Keller & Ross 1998. doi: 10.1038/29064

Krieger & Ross 2002. doi: 10.1126/science.1065247

Krieger & Ross 2005. doi: 10.1093/molbev/msi203

Gardner 2019. doi: 10.1016/j.cub.2019.03.063


14.9 Exercícios

14.9.1 Exercício 1 – Resistência a inseticidas

A resistência a inseticidas organofosfatados e carbamatados em espécies de mosquitos Culex e Anopheles pode ser mediada por quatro mutações independentes no gene da acetilcolinesterase (ace-1). As mutações, resultando em G119S (uma glicina, na posição 119, substituída por uma serina), tornam a enzima insensível à inibição por essses inseticidas (Weill et al 2004).

Desta forma, responda:

  • Que tipo de seleção essa variante mutante irá promover?

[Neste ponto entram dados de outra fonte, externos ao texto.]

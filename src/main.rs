use std::io::{self, BufRead, Stdout, Write};

use anyhow::{bail, Context};
use crossterm::cursor::{Hide, MoveTo, Show};
use crossterm::event::{self, Event, KeyCode, KeyEventKind};
use crossterm::style::{Color, Print, ResetColor, SetForegroundColor};
use crossterm::terminal::{self, Clear, ClearType, EnterAlternateScreen, LeaveAlternateScreen};
use crossterm::{ExecutableCommand, QueueableCommand};
use rand::rngs::StdRng;
use rand::SeedableRng;
use tracing_subscriber::EnvFilter;
use unicode_width::UnicodeWidthStr;

use worldventure::config::Settings;
use worldventure::validate::{is_valid_name, is_valid_tier_label};
use worldventure::{Cell, Direction, Encounter, GameSession, Outcome, Player, Position, Question, Tier};

const CELL_W: usize = 2;
const HELP: &str = "Move: hjkl / wasd / arrows   q: quit";

#[derive(Clone, Copy, PartialEq)]
enum Glyph {
    Player,
    Wall,
    Free,
    Start,
    Goal,
    Question,
    Info,
}

struct Renderer {
    last: Vec<Option<Glyph>>,
    last_hud: String,
    needs_full: bool,
    origin_x: u16,
    origin_y: u16,
}

impl Renderer {
    fn new(rows: usize, cols: usize) -> Self {
        Self {
            last: vec![None; rows * cols],
            last_hud: String::new(),
            needs_full: true,
            origin_x: 0,
            origin_y: 1,
        }
    }
}

fn main() -> anyhow::Result<()> {
    tracing_subscriber::fmt()
        .with_env_filter(
            EnvFilter::try_from_default_env().unwrap_or_else(|_| "worldventure=warn".into()),
        )
        .with_writer(io::stderr)
        .init();

    let settings = Settings::from_env();
    let mut rng = match settings.seed {
        Some(seed) => StdRng::seed_from_u64(seed),
        None => StdRng::from_entropy(),
    };

    let name = prompt_until("Player name: ", is_valid_name, "Max 20 characters, letters, digits and spaces only.")?;
    let tier: Tier = prompt_until(
        "Level (basic / intermediate / advanced / legend): ",
        is_valid_tier_label,
        "Unknown level.",
    )?
    .parse()?;

    let level = tier.level(&mut rng).context("building level")?;
    let player = Player::with_lives(name.trim(), tier.label(), settings.lives);
    let mut session = GameSession::new(player, level);
    if !session.can_start() {
        bail!("the game cannot start with this player and level");
    }
    session.start()?;

    let mut stdout = io::stdout();
    terminal::enable_raw_mode()?;
    stdout.execute(EnterAlternateScreen)?;
    stdout.execute(Hide)?;

    let result = run(&mut stdout, &mut session);

    stdout.execute(Show)?;
    stdout.execute(LeaveAlternateScreen)?;
    terminal::disable_raw_mode()?;
    result?;

    let verdict = match session.outcome() {
        Some(Outcome::Won) => "You reached the goal!",
        Some(Outcome::Lost) => "Out of lives.",
        _ => "Game over.",
    };
    println!("{} Final score: {}", verdict, session.player().score());
    Ok(())
}

fn prompt_until(prompt: &str, valid: impl Fn(&str) -> bool, complaint: &str) -> anyhow::Result<String> {
    let stdin = io::stdin();
    let mut lines = stdin.lock().lines();
    loop {
        print!("{}", prompt);
        io::stdout().flush()?;
        let Some(line) = lines.next() else {
            bail!("input closed");
        };
        let line = line?;
        if valid(&line) {
            return Ok(line);
        }
        println!("{}", complaint);
    }
}

fn run(stdout: &mut Stdout, session: &mut GameSession) -> io::Result<()> {
    let grid = session.grid();
    let mut renderer = Renderer::new(grid.rows(), grid.cols());
    let mut message = HELP.to_string();
    render(stdout, session, &mut renderer, &message)?;

    while session.is_running() {
        let Event::Key(key) = event::read()? else {
            continue;
        };
        if key.kind != KeyEventKind::Press {
            continue;
        }
        let dir = match key.code {
            KeyCode::Char('q') | KeyCode::Esc => {
                session.terminate();
                break;
            }
            KeyCode::Char('k') | KeyCode::Char('w') | KeyCode::Up => Direction::Up,
            KeyCode::Char('j') | KeyCode::Char('s') | KeyCode::Down => Direction::Down,
            KeyCode::Char('h') | KeyCode::Char('a') | KeyCode::Left => Direction::Left,
            KeyCode::Char('l') | KeyCode::Char('d') | KeyCode::Right => Direction::Right,
            _ => {
                message = format!("Invalid command. {}", HELP);
                render(stdout, session, &mut renderer, &message)?;
                continue;
            }
        };

        if !session.try_move(dir) {
            message = "Invalid move.".to_string();
            render(stdout, session, &mut renderer, &message)?;
            continue;
        }

        message = match session.encounter() {
            Encounter::Question(q) => {
                let question = q.clone();
                render(stdout, session, &mut renderer, "")?;
                ask(stdout, session, &renderer, &question)?
            }
            Encounter::Fact(fact) => fact.to_string(),
            Encounter::Goal => {
                session.terminate();
                "You reached the goal!".to_string()
            }
            Encounter::Nothing => String::new(),
        };
        render(stdout, session, &mut renderer, &message)?;
    }
    Ok(())
}

/// Collects an answer for `question` and feeds it to the session. Returns the
/// feedback line.
fn ask(stdout: &mut Stdout, session: &mut GameSession, renderer: &Renderer, question: &Question) -> io::Result<String> {
    let rows = session.grid().rows() as u16;
    draw_line(stdout, renderer, rows + 1, question.prompt(), Color::Yellow)?;

    let correct = if question.is_free_text() {
        match read_text(stdout, renderer, rows + 2)? {
            Some(text) => session.answer_text(&text),
            None => return Ok("Question skipped.".to_string()),
        }
    } else {
        let listing: Vec<String> = question
            .options()
            .iter()
            .enumerate()
            .map(|(i, opt)| format!("{}) {}", i + 1, opt))
            .collect();
        draw_line(stdout, renderer, rows + 2, &listing.join("   "), Color::White)?;
        match read_choice(question.options().len())? {
            Some(idx) => session.answer(idx),
            None => return Ok("Question skipped.".to_string()),
        }
    };
    draw_line(stdout, renderer, rows + 2, "", Color::Reset)?;

    if correct {
        Ok(format!("Correct! +{} points", question.points()))
    } else {
        let expected = session.expected_answer().unwrap_or_default();
        Ok(format!("Wrong, you lose a life. Correct answer: {}", expected))
    }
}

fn read_choice(count: usize) -> io::Result<Option<usize>> {
    loop {
        if let Event::Key(key) = event::read()? {
            if key.kind != KeyEventKind::Press {
                continue;
            }
            match key.code {
                KeyCode::Esc => return Ok(None),
                KeyCode::Char(c) => {
                    if let Some(d) = c.to_digit(10) {
                        let d = d as usize;
                        if (1..=count).contains(&d) {
                            return Ok(Some(d - 1));
                        }
                    }
                }
                _ => {}
            }
        }
    }
}

fn read_text(stdout: &mut Stdout, renderer: &Renderer, row: u16) -> io::Result<Option<String>> {
    let mut text = String::new();
    loop {
        draw_line(stdout, renderer, row, &format!("> {}", text), Color::White)?;
        if let Event::Key(key) = event::read()? {
            if key.kind != KeyEventKind::Press {
                continue;
            }
            match key.code {
                KeyCode::Enter => return Ok(Some(text)),
                KeyCode::Esc => return Ok(None),
                KeyCode::Backspace => {
                    text.pop();
                }
                KeyCode::Char(c) => text.push(c),
                _ => {}
            }
        }
    }
}

fn render(stdout: &mut Stdout, session: &GameSession, renderer: &mut Renderer, message: &str) -> io::Result<()> {
    let grid = session.grid();
    let needed_h = (grid.rows() + 4) as u16;
    let needed_w = (grid.cols() * CELL_W) as u16;

    stdout.queue(MoveTo(0, 0))?;

    let (term_w, term_h) = terminal::size()?;
    if term_w < needed_w || term_h < needed_h {
        stdout.queue(Clear(ClearType::All))?;
        let msg = format!(
            "Terminal too small. Need at least {}x{} (cols x rows). Current: {}x{}.",
            needed_w, needed_h, term_w, term_h
        );
        stdout.queue(Print(msg))?;
        stdout.flush()?;
        renderer.needs_full = true;
        return Ok(());
    }

    let origin_x = (term_w - needed_w) / 2;
    let origin_y = (term_h - needed_h) / 2 + 1;
    if origin_x != renderer.origin_x || origin_y != renderer.origin_y {
        renderer.origin_x = origin_x;
        renderer.origin_y = origin_y;
        renderer.needs_full = true;
    }
    if renderer.needs_full {
        stdout.queue(Clear(ClearType::All))?;
    }

    let player = session.player();
    let hud = format!(
        "{}  Level: {}  Lives: {}  Score: {}",
        player.name(),
        session.level_name(),
        player.lives(),
        player.score()
    );
    if renderer.needs_full || hud != renderer.last_hud {
        stdout.queue(MoveTo(renderer.origin_x, renderer.origin_y - 1))?;
        stdout.queue(SetForegroundColor(Color::White))?;
        stdout.queue(Clear(ClearType::CurrentLine))?;
        stdout.queue(Print(&hud))?;
        stdout.queue(ResetColor)?;
        renderer.last_hud = hud;
    }

    for row in 0..grid.rows() {
        for col in 0..grid.cols() {
            let pos = Position::new(row, col);
            let glyph = glyph_for(session, pos);
            let idx = row * grid.cols() + col;
            if renderer.needs_full || renderer.last[idx] != Some(glyph) {
                renderer.last[idx] = Some(glyph);
                draw_cell(stdout, renderer, row, col, glyph)?;
            }
        }
    }
    renderer.needs_full = false;

    draw_line(stdout, renderer, grid.rows() as u16 + 1, message, Color::Cyan)?;
    stdout.flush()
}

fn glyph_for(session: &GameSession, pos: Position) -> Glyph {
    if pos == session.player().position() {
        return Glyph::Player;
    }
    match session.grid().get(pos) {
        Some(Cell::Wall) | None => Glyph::Wall,
        Some(Cell::Free) => Glyph::Free,
        Some(Cell::Start) => Glyph::Start,
        Some(Cell::Goal) => Glyph::Goal,
        Some(Cell::Question) => Glyph::Question,
        Some(Cell::Info) => Glyph::Info,
    }
}

fn draw_cell(stdout: &mut Stdout, renderer: &Renderer, row: usize, col: usize, glyph: Glyph) -> io::Result<()> {
    let (text, color) = match glyph {
        Glyph::Player => ("😃", Color::Yellow),
        Glyph::Wall => ("██", Color::Blue),
        Glyph::Free => ("  ", Color::Reset),
        Glyph::Start => ("S ", Color::Green),
        Glyph::Goal => ("🏁", Color::Red),
        Glyph::Question => ("? ", Color::Yellow),
        Glyph::Info => ("i ", Color::Magenta),
    };
    let x_pos = renderer.origin_x + (col * CELL_W) as u16;
    let y_pos = renderer.origin_y + row as u16;
    stdout.queue(MoveTo(x_pos, y_pos))?;
    stdout.queue(SetForegroundColor(color))?;
    stdout.queue(Print(text))?;
    let w = UnicodeWidthStr::width(text);
    if w < CELL_W {
        for _ in 0..(CELL_W - w) {
            stdout.queue(Print(' '))?;
        }
    }
    stdout.queue(ResetColor)?;
    Ok(())
}

/// Writes `text` on the line `offset` rows below the top of the board.
fn draw_line(stdout: &mut Stdout, renderer: &Renderer, offset: u16, text: &str, color: Color) -> io::Result<()> {
    stdout.queue(MoveTo(renderer.origin_x, renderer.origin_y + offset))?;
    stdout.queue(Clear(ClearType::CurrentLine))?;
    stdout.queue(SetForegroundColor(color))?;
    stdout.queue(Print(text))?;
    stdout.queue(ResetColor)?;
    stdout.flush()
}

  • Se os mosquitos que possuem esse alelo de resistência pudessem sobreviver e se reproduzir 10 vezes mais do que os que possuem o alelo sensível, quanto tempo levaria para que a frequência do alelo mudasse de \(p_{G119S} = 0.01\) para \(p_{G119S} = 0.5\)?


14.9.2 Exercício 2 – Equilíbrio mutação-seleção

Imagine um alelo que seja letal em homozigose (deletério) em uma população de Drosophila. Suponha que esse alelo seja mantido por equilíbrio mutação-seleção com \(\mu = 5 \times 10^{-6}\). Calcule a frequência do alelo para:

  • Um recessivo completo.

  • Um dominante parcial, quando o grau de dominância é \(h = 0.025\).